According to James Pants, his new album Seven Seals is inspired by “being in the mood to start a cult. This is the cult's soundtrack.” It would be hard to think of a better description for the album. To concentrate on this music is to lose your ability to think as repetitious synth noise drowns you. While a certain amount of that sameness is required in electronic or groove music, at first listen this album plays like one track repeated 15 times with slightly different tempos. After a few spins though, you cannot help begin moving to the beats. With an eerie speed, it becomes comfortable (though never truly pleasant) to listen to Seven Seals over and over.

The first noticeable aspect of this album is its severe shortage of fun. Pants has said that he immersed himself in books on mysticism, the occult, and the book of Revelations. These are not topics that lend themselves to a happy-go-lucky sound. Yet for all its stone faced seriousness, the album avoids the pretentiousness that often accompanies this. Even lacking that pretentiousness, the forty minutes of this album still drag by like an eternity the first time around. The second time as well. Granted, this is sober listening we are taking about. The album would likely lend itself to an amazing experience while under the influence of heroic doses of hallucinogens. In fact, that just might be the experience intended by Mr.
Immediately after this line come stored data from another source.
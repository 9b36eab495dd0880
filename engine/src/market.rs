//! Listing lifecycle
//!
//! Gatekeeping for the two state-changing operations (`list`, `buy`) and
//! the read-only queries the frontend polls. The market owns the auction
//! ledger and the event log; asset custody stays with the oracle.

use log::info;
use serde::{Deserialize, Serialize};

use crate::auction::{Amount, Auction, AuctionId, Timestamp, TokenId};
use crate::error::{MarketError, Result};
use crate::events::MarketEvent;
use crate::ledger::AuctionLedger;
use crate::oracle::AssetOracle;
use crate::pricing;

/// Dutch-auction market for one NFT collection.
///
/// Mutating operations borrow the market exclusively, so one borrow is the
/// mutual-exclusion domain for the whole check-then-mutate sequence: of
/// two racing buys, whichever commits first flips the record to sold and
/// the other fails its activity check. There is no internal locking and
/// no retry policy; every call is a single all-or-nothing attempt.
#[derive(Debug, Clone, Default, Serialize, Deserialize)]
pub struct Market {
    ledger: AuctionLedger,
    events: Vec<MarketEvent>,
}

impl Market {
    pub fn new() -> Self {
        Self::default()
    }

    pub fn ledger(&self) -> &AuctionLedger {
        &self.ledger
    }

    /// True iff the most recent auction for the token is unsold and `now`
    /// falls within its window.
    ///
    /// Recomputed from `now` on every call: time is the only input that
    /// changes the answer without an explicit transaction, so the result
    /// must never be cached.
    pub fn is_listing_active(&self, token_id: TokenId, now: Timestamp) -> bool {
        self.ledger
            .latest(token_id)
            .map(|auction| auction.is_open(now))
            .unwrap_or(false)
    }

    /// Current price of the active listing for a token.
    pub fn current_price(&self, token_id: TokenId, now: Timestamp) -> Result<Amount> {
        let auction = self.active_auction(token_id, now)?;
        Ok(pricing::current_price(auction, now))
    }

    pub fn num_auctions_for_token(&self, token_id: TokenId) -> u64 {
        self.ledger.num_auctions_for_token(token_id)
    }

    pub fn get_auction(&self, token_id: TokenId, auction_id: AuctionId) -> Result<&Auction> {
        self.ledger.get_auction(token_id, auction_id)
    }

    /// Full listing history for a token, oldest first.
    pub fn auctions_for_token(&self, token_id: TokenId) -> &[Auction] {
        self.ledger.auctions_for_token(token_id)
    }

    /// Events emitted so far, in emission order.
    pub fn events(&self) -> &[MarketEvent] {
        &self.events
    }

    /// Drain the event log, leaving it empty.
    pub fn take_events(&mut self) -> Vec<MarketEvent> {
        std::mem::take(&mut self.events)
    }

    /// Create a new auction for a token.
    ///
    /// `seller` must be the token's current owner on the asset ledger, and
    /// the token must not already be in an active auction. The new record
    /// runs from `now` to `now + duration` (seconds). Transfer approval is
    /// not required yet; it is checked when a sale is attempted.
    pub fn list(
        &mut self,
        oracle: &impl AssetOracle,
        token_id: TokenId,
        start_price: Amount,
        price_reduction_rate: Amount,
        duration: u64,
        seller: &str,
        now: Timestamp,
    ) -> Result<MarketEvent> {
        let owner = oracle.owner_of(token_id)?;
        if owner != seller {
            return Err(MarketError::NotTokenOwner(token_id));
        }
        if self.is_listing_active(token_id, now) {
            return Err(MarketError::AlreadyListed(token_id));
        }

        let end_date = now.saturating_add(duration);
        let auction_id = self
            .ledger
            .append(token_id, start_price, price_reduction_rate, now, end_date);

        info!(
            "listed token {} as auction {} at {} (window {}..{})",
            token_id, auction_id, start_price, now, end_date
        );

        let event = MarketEvent::Listed {
            token_id,
            auction_id,
            start_price,
        };
        self.events.push(event.clone());
        Ok(event)
    }

    /// Settle the active auction for a token.
    ///
    /// Requires an active listing and `tendered >= current_price`. The
    /// seller is credited the tendered amount verbatim; any excess over
    /// the computed price is not refunded, and the tendered amount is what
    /// the record stores as `sold_price`.
    pub fn buy(
        &mut self,
        oracle: &mut impl AssetOracle,
        token_id: TokenId,
        buyer: &str,
        tendered: Amount,
        now: Timestamp,
    ) -> Result<MarketEvent> {
        let record = self
            .ledger
            .latest_mut(token_id)
            .filter(|auction| auction.is_open(now))
            .ok_or(MarketError::NoActiveAuction(token_id))?;

        let price = pricing::current_price(record, now);
        if tendered < price {
            return Err(MarketError::PriceNotMet { price, tendered });
        }

        let seller = oracle.owner_of(token_id)?;
        if !oracle.is_approved_for_transfer(token_id)? {
            return Err(MarketError::NotApproved(token_id));
        }

        // Custody moves before the record does: if the asset ledger
        // rejects the transfer, the listing stays unsold and active.
        oracle.transfer(token_id, &seller, buyer)?;
        oracle.credit_seller(&seller, tendered)?;

        record.sold = true;
        record.sold_date = now;
        record.sold_price = tendered;
        let auction_id = record.auction_id;

        info!(
            "sold token {} (auction {}) to {} for {}",
            token_id, auction_id, buyer, tendered
        );

        let event = MarketEvent::Sold {
            token_id,
            auction_id,
            buyer: buyer.to_string(),
            sold_price: tendered,
        };
        self.events.push(event.clone());
        Ok(event)
    }

    fn active_auction(&self, token_id: TokenId, now: Timestamp) -> Result<&Auction> {
        self.ledger
            .latest(token_id)
            .filter(|auction| auction.is_open(now))
            .ok_or(MarketError::NoActiveAuction(token_id))
    }
}
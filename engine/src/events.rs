//! Market lifecycle events
//!
//! Each successful mutation emits exactly one event. Mutating calls return
//! their event and append it to the market's ordered event log, so
//! listeners (UI polling, audit trails) can react without rescanning the
//! ledger.

use serde::{Deserialize, Serialize};

use crate::auction::{Address, Amount, AuctionId, TokenId};

#[derive(Debug, Clone, PartialEq, Eq, Serialize, Deserialize)]
pub enum MarketEvent {
    /// A new auction was created for a token.
    Listed {
        token_id: TokenId,
        auction_id: AuctionId,
        start_price: Amount,
    },
    /// An auction settled: the token changed hands.
    Sold {
        token_id: TokenId,
        auction_id: AuctionId,
        buyer: Address,
        sold_price: Amount,
    },
}
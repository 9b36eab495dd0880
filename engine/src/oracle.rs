//! Asset ledger boundary
//!
//! The market never moves tokens or funds itself. Custody of the
//! non-fungible assets and the settlement currency belongs to an external
//! ledger, reached through the [`AssetOracle`] trait. [`MemoryOracle`] is
//! the in-process implementation used by the CLI and tests.

use std::collections::{HashMap, HashSet};

use serde::{Deserialize, Serialize};
use thiserror::Error;

use crate::auction::{Address, Amount, TokenId};

/// Rejections raised by the asset ledger.
#[derive(Error, Debug)]
pub enum OracleError {
    #[error("unknown token: {0}")]
    UnknownToken(TokenId),

    #[error("{from} does not own token {token_id}")]
    NotOwner { token_id: TokenId, from: Address },

    #[error("transfer of token {0} is not approved")]
    TransferNotApproved(TokenId),

    #[error("balance overflow crediting {0}")]
    BalanceOverflow(Address),
}

/// Custody primitives the market consumes.
///
/// Implementations are the system of record for asset ownership and funds;
/// the market invokes them and treats their answers as ground truth.
pub trait AssetOracle {
    /// Current owner of a token.
    fn owner_of(&self, token_id: TokenId) -> Result<Address, OracleError>;

    /// Whether the market may transfer the token on the owner's behalf.
    fn is_approved_for_transfer(&self, token_id: TokenId) -> Result<bool, OracleError>;

    /// Move a token from `from` to `to`. Rejects when `from` is not the
    /// current owner or the market holds no approval.
    fn transfer(&mut self, token_id: TokenId, from: &str, to: &str) -> Result<(), OracleError>;

    /// Credit settlement funds to an account.
    fn credit_seller(&mut self, account: &str, amount: Amount) -> Result<(), OracleError>;
}

/// In-process asset ledger holding token ownership, per-token transfer
/// approvals, and account balances.
#[derive(Debug, Clone, Default, Serialize, Deserialize)]
pub struct MemoryOracle {
    owners: HashMap<TokenId, Address>,
    approved: HashSet<TokenId>,
    balances: HashMap<Address, Amount>,
    next_token_id: TokenId,
}

impl MemoryOracle {
    pub fn new() -> Self {
        Self::default()
    }

    /// Mint a new token to `owner` and return its id.
    pub fn mint(&mut self, owner: &str) -> TokenId {
        let token_id = self.next_token_id;
        self.next_token_id += 1;
        self.owners.insert(token_id, owner.to_string());
        token_id
    }

    /// Grant or revoke the market's right to transfer `token_id`.
    pub fn set_approval(&mut self, token_id: TokenId, approved: bool) -> Result<(), OracleError> {
        if !self.owners.contains_key(&token_id) {
            return Err(OracleError::UnknownToken(token_id));
        }
        if approved {
            self.approved.insert(token_id);
        } else {
            self.approved.remove(&token_id);
        }
        Ok(())
    }

    pub fn balance_of(&self, account: &str) -> Amount {
        self.balances.get(account).copied().unwrap_or(0)
    }
}

impl AssetOracle for MemoryOracle {
    fn owner_of(&self, token_id: TokenId) -> Result<Address, OracleError> {
        self.owners
            .get(&token_id)
            .cloned()
            .ok_or(OracleError::UnknownToken(token_id))
    }

    fn is_approved_for_transfer(&self, token_id: TokenId) -> Result<bool, OracleError> {
        if !self.owners.contains_key(&token_id) {
            return Err(OracleError::UnknownToken(token_id));
        }
        Ok(self.approved.contains(&token_id))
    }

    fn transfer(&mut self, token_id: TokenId, from: &str, to: &str) -> Result<(), OracleError> {
        let owner = self
            .owners
            .get(&token_id)
            .ok_or(OracleError::UnknownToken(token_id))?;
        if owner != from {
            return Err(OracleError::NotOwner {
                token_id,
                from: from.to_string(),
            });
        }
        if !self.approved.contains(&token_id) {
            return Err(OracleError::TransferNotApproved(token_id));
        }

        // An approval covers one transfer; it does not survive the change
        // of owner.
        self.approved.remove(&token_id);
        self.owners.insert(token_id, to.to_string());

        Ok(())
    }

    fn credit_seller(&mut self, account: &str, amount: Amount) -> Result<(), OracleError> {
        let balance = self.balances.entry(account.to_string()).or_insert(0);
        *balance = balance
            .checked_add(amount)
            .ok_or_else(|| OracleError::BalanceOverflow(account.to_string()))?;
        Ok(())
    }
}
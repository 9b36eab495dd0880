//! Tulip Market storage layer - file-based snapshots
//!
//! One snapshot directory per deployment. Market and asset-ledger state
//! stay in memory while a process runs; snapshots are written after each
//! mutation and loaded on startup:
//! - JSON for a human-readable backup
//! - Bincode for fast loading
//!
//! A fresh deployment has no snapshots; the typed loaders start it empty.

use std::fs;
use std::path::{Path, PathBuf};

use serde::{Deserialize, Serialize};
use thiserror::Error;
use tulip_engine::{Market, MemoryOracle};

/// Snapshot name for the auction market (ledger + event log).
pub const MARKET_SNAPSHOT: &str = "market";

/// Snapshot name for the in-process asset ledger.
pub const ASSETS_SNAPSHOT: &str = "assets";

#[derive(Error, Debug)]
pub enum StorageError {
    #[error("IO error: {0}")]
    Io(#[from] std::io::Error),

    #[error("serialization error: {0}")]
    Serialization(String),

    #[error("snapshot not found: {0}")]
    SnapshotNotFound(String),
}

/// File-based snapshot store.
pub struct Store {
    data_dir: PathBuf,
}

impl Store {
    /// Open a snapshot directory, creating it if needed.
    pub fn open<P: AsRef<Path>>(path: P) -> Result<Self, StorageError> {
        let data_dir = path.as_ref().to_path_buf();

        if !data_dir.exists() {
            fs::create_dir_all(&data_dir)?;
        }

        Ok(Self { data_dir })
    }

    /// Save a snapshot under `name` in both formats.
    pub fn save_snapshot<T: Serialize>(&self, name: &str, data: &T) -> Result<(), StorageError> {
        let json = serde_json::to_string_pretty(data)
            .map_err(|e| StorageError::Serialization(e.to_string()))?;
        fs::write(self.json_path(name), json)?;

        let bin = bincode::serialize(data)
            .map_err(|e| StorageError::Serialization(e.to_string()))?;
        fs::write(self.bin_path(name), bin)?;

        Ok(())
    }

    /// Load a snapshot, preferring bincode and falling back to JSON.
    pub fn load_snapshot<T: for<'de> Deserialize<'de>>(
        &self,
        name: &str,
    ) -> Result<T, StorageError> {
        let bin_path = self.bin_path(name);
        if bin_path.exists() {
            let data = fs::read(&bin_path)?;
            return bincode::deserialize(&data)
                .map_err(|e| StorageError::Serialization(e.to_string()));
        }

        let json_path = self.json_path(name);
        if json_path.exists() {
            let data = fs::read_to_string(&json_path)?;
            return serde_json::from_str(&data)
                .map_err(|e| StorageError::Serialization(e.to_string()));
        }

        Err(StorageError::SnapshotNotFound(name.to_string()))
    }

    pub fn has_snapshot(&self, name: &str) -> bool {
        self.bin_path(name).exists() || self.json_path(name).exists()
    }

    pub fn delete_snapshot(&self, name: &str) -> Result<(), StorageError> {
        let bin_path = self.bin_path(name);
        let json_path = self.json_path(name);

        if bin_path.exists() {
            fs::remove_file(bin_path)?;
        }
        if json_path.exists() {
            fs::remove_file(json_path)?;
        }

        Ok(())
    }

    /// Load the market state, or an empty market on a fresh deployment.
    pub fn load_market(&self) -> Result<Market, StorageError> {
        if self.has_snapshot(MARKET_SNAPSHOT) {
            self.load_snapshot(MARKET_SNAPSHOT)
        } else {
            Ok(Market::new())
        }
    }

    pub fn save_market(&self, market: &Market) -> Result<(), StorageError> {
        self.save_snapshot(MARKET_SNAPSHOT, market)
    }

    /// Load the asset ledger, or an empty one on a fresh deployment.
    pub fn load_assets(&self) -> Result<MemoryOracle, StorageError> {
        if self.has_snapshot(ASSETS_SNAPSHOT) {
            self.load_snapshot(ASSETS_SNAPSHOT)
        } else {
            Ok(MemoryOracle::new())
        }
    }

    pub fn save_assets(&self, oracle: &MemoryOracle) -> Result<(), StorageError> {
        self.save_snapshot(ASSETS_SNAPSHOT, oracle)
    }

    fn json_path(&self, name: &str) -> PathBuf {
        self.data_dir.join(format!("{}.json", name))
    }

    fn bin_path(&self, name: &str) -> PathBuf {
        self.data_dir.join(format!("{}.bin", name))
    }
}
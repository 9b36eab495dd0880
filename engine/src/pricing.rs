//! Linear price decay
//!
//! Pure computation over an auction record and an explicit timestamp.
//! There is no clock read and no floating point anywhere in here.

use crate::auction::{Amount, Auction, Timestamp};

/// Current price of an auction at `now`.
///
/// `start_price - price_reduction_rate * elapsed`, floored at zero. The
/// rate is in currency units per second, `elapsed` in seconds. All
/// arithmetic is saturating integer math, so repeated queries with the
/// same inputs always agree. Callers must not query before `start_date`.
pub fn current_price(auction: &Auction, now: Timestamp) -> Amount {
    let elapsed = now.saturating_sub(auction.start_date);
    let deduction = auction.price_reduction_rate.saturating_mul(elapsed);
    auction.start_price.saturating_sub(deduction)
}
//! Engine error types

use thiserror::Error;

use crate::auction::{Amount, AuctionId, TokenId};
use crate::oracle::OracleError;

/// Rejection reasons for market operations.
///
/// Every rejection is detected synchronously, before any state change: a
/// failed call leaves the auction ledger and the asset oracle exactly as
/// they were.
#[derive(Error, Debug)]
pub enum MarketError {
    #[error("only the token owner can list token {0}")]
    NotTokenOwner(TokenId),

    #[error("token {0} is already in an active auction")]
    AlreadyListed(TokenId),

    #[error("no active auction for token {0}")]
    NoActiveAuction(TokenId),

    #[error("listing price not met: current price {price}, tendered {tendered}")]
    PriceNotMet { price: Amount, tendered: Amount },

    #[error("no auction {auction_id} for token {token_id}")]
    AuctionNotFound {
        token_id: TokenId,
        auction_id: AuctionId,
    },

    #[error("market is not approved to transfer token {0}")]
    NotApproved(TokenId),

    #[error("asset ledger rejected the operation: {0}")]
    Oracle(#[from] OracleError),
}

pub type Result<T> = std::result::Result<T, MarketError>;
use crate::error::{Error, Result};
use crate::manifest::ALL_MANIFESTS;
use crate::profile::{ShaderModel, ShaderStage};
use log::{debug, info};
use std::path::{Component, Path, PathBuf};

/// The compiled shader directory tree.
///
/// Artifacts live at `<root>/<model>/<STAGE>/<entry point>.<ext>`, e.g.
/// `CompiledShaders/SM5/VS/SkinVS.cso`.
#[derive(Debug, Clone)]
pub struct OutputTree {
    root: PathBuf,
    extension: String,
}

impl OutputTree {
    /// Creates a tree rooted at `root`.
    ///
    /// # Arguments
    ///
    /// * `root` - Directory that will hold one subdirectory per shader model
    /// * `extension` - File extension of the bytecode files, without the dot
    pub fn new(root: impl AsRef<Path>, extension: impl Into<String>) -> Self {
        Self {
            root: root.as_ref().to_path_buf(),
            extension: extension.into(),
        }
    }

    /// Root directory of the tree.
    pub fn root(&self) -> &Path {
        &self.root
    }

    /// Directory holding one model's bytecode for one stage, e.g.
    /// `CompiledShaders/SM5/PS`.
    pub fn stage_dir(&self, model: &ShaderModel, stage: ShaderStage) -> PathBuf {
        self.root.join(model.as_str()).join(stage.dir_name())
    }

    /// Path of the bytecode file for one entry point.
    pub fn artifact_path(&self, model: &ShaderModel, stage: ShaderStage, entry_point: &str) -> PathBuf {
        self.stage_dir(model, stage)
            .join(format!("{entry_point}.{}", self.extension))
    }

    /// Deletes any previous tree and creates a directory for every
    /// model and stage pair.
    ///
    /// Runs before dispatch so workers never race on directory creation.
    pub fn prepare(&self, models: &[ShaderModel], stages: &[ShaderStage]) -> Result<()> {
        if self.root.exists() {
            info!("Removing old {}", self.root.display());
            std::fs::remove_dir_all(&self.root).map_err(|e| Error::io(&self.root, e))?;
        }
        for model in models {
            for &stage in stages {
                let dir = self.stage_dir(model, stage);
                std::fs::create_dir_all(&dir).map_err(|e| Error::io(&dir, e))?;
            }
        }
        Ok(())
    }

    /// Copies whichever manifest files exist in `source_dir` into the root.
    /// Returns the names that were copied.
    pub fn copy_manifests(&self, source_dir: &Path) -> Result<Vec<&'static str>> {
        std::fs::create_dir_all(&self.root).map_err(|e| Error::io(&self.root, e))?;
        let mut copied = Vec::new();
        for name in ALL_MANIFESTS {
            let from = source_dir.join(name);
            if !from.is_file() {
                continue;
            }
            let to = self.root.join(name);
            std::fs::copy(&from, &to).map_err(|e| Error::io(&from, e))?;
            debug!("copied {} -> {}", from.display(), to.display());
            copied.push(name);
        }
        Ok(copied)
    }
}

/// Fails when `output_dir` is `source_dir` or one of its ancestors.
///
/// The output tree is deleted wholesale before every run, so such a
/// directory would take the shader sources with it.
///
/// # Arguments
///
/// * `source_dir` - Directory holding the shader sources and manifests
/// * `output_dir` - Root of the compiled shader tree
pub fn ensure_output_outside_sources(source_dir: &Path, output_dir: &Path) -> Result<()> {
    let source = resolve(source_dir);
    let output = resolve(output_dir);
    if source.starts_with(&output) {
        return Err(Error::InvalidConfig(format!(
            "output directory {} contains the shader sources in {}",
            output_dir.display(),
            source_dir.display()
        )));
    }
    Ok(())
}

/// Absolute form of `path` with `.` and `..` folded, and its longest
/// existing ancestor canonicalized so symlinks compare equal.
fn resolve(path: &Path) -> PathBuf {
    let absolute = std::path::absolute(path).unwrap_or_else(|_| path.to_path_buf());
    let mut folded = PathBuf::new();
    for component in absolute.components() {
        match component {
            Component::CurDir => {}
            Component::ParentDir => {
                folded.pop();
            }
            other => folded.push(other),
        }
    }

    let mut missing = Vec::new();
    let mut existing = folded.as_path();
    while !existing.exists() {
        let (Some(name), Some(parent)) = (existing.file_name(), existing.parent()) else {
            break;
        };
        missing.push(name);
        existing = parent;
    }
    let mut resolved = existing.canonicalize().unwrap_or_else(|_| existing.to_path_buf());
    resolved.extend(missing.into_iter().rev());
    resolved
}
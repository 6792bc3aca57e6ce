use std::fmt;
use std::str::FromStr;

/// Version suffix produced for a shader model the resolver does not know.
pub const UNKNOWN_VERSION: &str = "69";

/// Whole profile produced for a stage the resolver does not know.
pub const UNKNOWN_PROFILE: &str = "broken";

/// A programmable pipeline stage.
#[derive(Debug, Clone, Copy, PartialEq, Eq, Hash, PartialOrd, Ord)]
pub enum ShaderStage {
    Vertex,
    Pixel,
    Compute,
    Geometry,
    Hull,
    Domain,
}

impl ShaderStage {
    pub const ALL: [ShaderStage; 6] = [
        ShaderStage::Vertex,
        ShaderStage::Pixel,
        ShaderStage::Compute,
        ShaderStage::Geometry,
        ShaderStage::Hull,
        ShaderStage::Domain,
    ];

    /// Stages that have an entry-point manifest and get compiled.
    pub const DISPATCHED: [ShaderStage; 3] =
        [ShaderStage::Vertex, ShaderStage::Pixel, ShaderStage::Compute];

    /// Lowercase profile prefix, e.g. `vs` for vertex shaders.
    pub fn prefix(self) -> &'static str {
        match self {
            ShaderStage::Vertex => "vs",
            ShaderStage::Pixel => "ps",
            ShaderStage::Compute => "cs",
            ShaderStage::Geometry => "gs",
            ShaderStage::Hull => "hs",
            ShaderStage::Domain => "ds",
        }
    }

    /// Name of the output subdirectory holding this stage's bytecode.
    pub fn dir_name(self) -> String {
        self.prefix().to_ascii_uppercase()
    }
}

impl fmt::Display for ShaderStage {
    fn fmt(&self, f: &mut fmt::Formatter<'_>) -> fmt::Result {
        f.write_str(&self.dir_name())
    }
}

impl FromStr for ShaderStage {
    type Err = String;

    fn from_str(s: &str) -> Result<Self, Self::Err> {
        match s.to_ascii_lowercase().as_str() {
            "vertex" | "vs" => Ok(ShaderStage::Vertex),
            "pixel" | "fragment" | "ps" => Ok(ShaderStage::Pixel),
            "compute" | "cs" => Ok(ShaderStage::Compute),
            "geometry" | "gs" => Ok(ShaderStage::Geometry),
            "hull" | "hs" => Ok(ShaderStage::Hull),
            "domain" | "ds" => Ok(ShaderStage::Domain),
            _ => Err(format!("unknown shader stage `{s}`")),
        }
    }
}

/// A shader model token as given on the command line, e.g. `SM5`.
///
/// The token is kept verbatim: it names the output directory and the
/// preprocessor define passed to the compiler even when it is not one the
/// resolver recognises.
#[derive(Debug, Clone, PartialEq, Eq, Hash, PartialOrd, Ord)]
pub struct ShaderModel(String);

impl ShaderModel {
    /// Wraps a model token without validating it.
    ///
    /// # Arguments
    ///
    /// * `token` - Model name as typed (e.g., "SM41")
    pub fn new(token: impl Into<String>) -> Self {
        Self(token.into())
    }

    /// The token exactly as given.
    pub fn as_str(&self) -> &str {
        &self.0
    }

    /// Profile version suffix for this model, if the model is known.
    pub fn version(&self) -> Option<&'static str> {
        match self.0.as_str() {
            "SM2" => Some("2_0"),
            "SM4" => Some("4_0"),
            "SM41" => Some("4_1"),
            "SM5" => Some("5_0"),
            _ => None,
        }
    }
}

impl fmt::Display for ShaderModel {
    fn fmt(&self, f: &mut fmt::Formatter<'_>) -> fmt::Result {
        f.write_str(&self.0)
    }
}

impl From<&str> for ShaderModel {
    fn from(token: &str) -> Self {
        Self::new(token)
    }
}

/// Compiler target profile string such as `vs_5_0`.
#[derive(Debug, Clone, PartialEq, Eq, Hash)]
pub struct TargetProfile(String);

impl TargetProfile {
    /// Combines the stage prefix with the model's version suffix.
    ///
    /// Unknown models resolve to the `69` version rather than failing, so one
    /// bad token does not abort the rest of a multi-model batch. The compiler
    /// rejects the resulting profile and says so in its own output.
    pub fn resolve(model: &ShaderModel, stage: ShaderStage) -> Self {
        let version = model.version().unwrap_or(UNKNOWN_VERSION);
        Self(format!("{}_{}", stage.prefix(), version))
    }

    /// Resolves from raw tokens. An unrecognised stage yields `broken`.
    pub fn resolve_named(model: &str, stage: &str) -> Self {
        match stage.parse::<ShaderStage>() {
            Ok(stage) => Self::resolve(&ShaderModel::new(model), stage),
            Err(_) => Self(UNKNOWN_PROFILE.to_string()),
        }
    }

    /// True when either half of the profile fell back to a sentinel.
    pub fn is_sentinel(&self) -> bool {
        self.0 == UNKNOWN_PROFILE || self.0.ends_with(UNKNOWN_VERSION)
    }

    /// The string handed to the compiler's `/T` switch.
    pub fn as_str(&self) -> &str {
        &self.0
    }
}

impl fmt::Display for TargetProfile {
    fn fmt(&self, f: &mut fmt::Formatter<'_>) -> fmt::Result {
        f.write_str(&self.0)
    }
}

#[cfg(test)]
mod tests {
    use super::*;

    #[test]
    fn every_known_model_and_stage_resolves() {
        let models = [("SM2", "2_0"), ("SM4", "4_0"), ("SM41", "4_1"), ("SM5", "5_0")];
        let prefixes = ["vs", "ps", "cs", "gs", "hs", "ds"];
        let mut seen = std::collections::HashSet::new();
        for (stage, prefix) in ShaderStage::ALL.into_iter().zip(prefixes) {
            assert_eq!(stage.prefix(), prefix);
            for (model, version) in models {
                let profile = TargetProfile::resolve(&ShaderModel::new(model), stage);
                assert_eq!(profile.as_str(), format!("{prefix}_{version}"));
                assert!(!profile.is_sentinel());
                assert_eq!(TargetProfile::resolve_named(model, stage.prefix()), profile);
                seen.insert(profile);
            }
        }
        assert_eq!(seen.len(), 24);
        assert!(seen.contains(&TargetProfile::resolve_named("SM41", "geometry")));
    }

    #[test]
    fn unknown_model_falls_back_to_sentinel_version() {
        let profile = TargetProfile::resolve(&ShaderModel::new("SM6"), ShaderStage::Pixel);
        assert_eq!(profile.as_str(), "ps_69");
        assert!(profile.is_sentinel());
    }

    #[test]
    fn unknown_stage_falls_back_to_broken() {
        let profile = TargetProfile::resolve_named("SM5", "tessellation");
        assert_eq!(profile.as_str(), "broken");
        assert!(profile.is_sentinel());

        // Both halves unknown still yields the stage sentinel.
        assert_eq!(TargetProfile::resolve_named("nope", "nope").as_str(), "broken");
    }

    #[test]
    fn stage_names_parse_case_insensitively() {
        assert_eq!("Vertex".parse::<ShaderStage>(), Ok(ShaderStage::Vertex));
        assert_eq!("PS".parse::<ShaderStage>(), Ok(ShaderStage::Pixel));
        assert_eq!("fragment".parse::<ShaderStage>(), Ok(ShaderStage::Pixel));
        assert_eq!(TargetProfile::resolve_named("SM41", "cs").as_str(), "cs_4_1");
    }

    #[test]
    fn every_stage_has_a_distinct_directory() {
        let mut dirs: Vec<String> = ShaderStage::ALL.iter().map(|s| s.dir_name()).collect();
        dirs.sort();
        dirs.dedup();
        assert_eq!(dirs.len(), ShaderStage::ALL.len());
        assert_eq!(ShaderStage::Pixel.dir_name(), "PS");
    }
}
Pants. Sadly, this reviewer lacks the resources and willingness to convey that experience.

The second aspect that one notices about the album is its monotony. Mountains of it. The songs are alike to the point of being indistinguishable. That is not always an insurmountable problem; many albums play like one forty minute song and leave the listener happier for it. But Seven Seals is just not pleasurable to listen to. It sounds as though it wants to be paid attention to, but it has nothing to say. It is only on repeated playings that the music becomes catchy. It is hard to say what becomes appealing about it, but it attains a familiarity in the brain and just becomes an appropriate sound for the evening. It is this almost inexplicable catchiness that makes Pants' reference to cults slightly uncanny. It is all too easy to imagine this album as a soundtrack for a cult. But this thought just raises the perplexing question of why Pants would desire to create something like that.

Cults are generally only seen as positive institutions by their members. And just like cult members cut off from their leader, when the album stops playing you begin to wonder why you kept it on for so long. So it seems that Pants has accomplished his stated goal with this album. But that goal has created an album that is listenable only because it sneakily finagles its way into your cerebrum. It is hard to imagine most (not stoned) listeners giving this album the chance to make it that far.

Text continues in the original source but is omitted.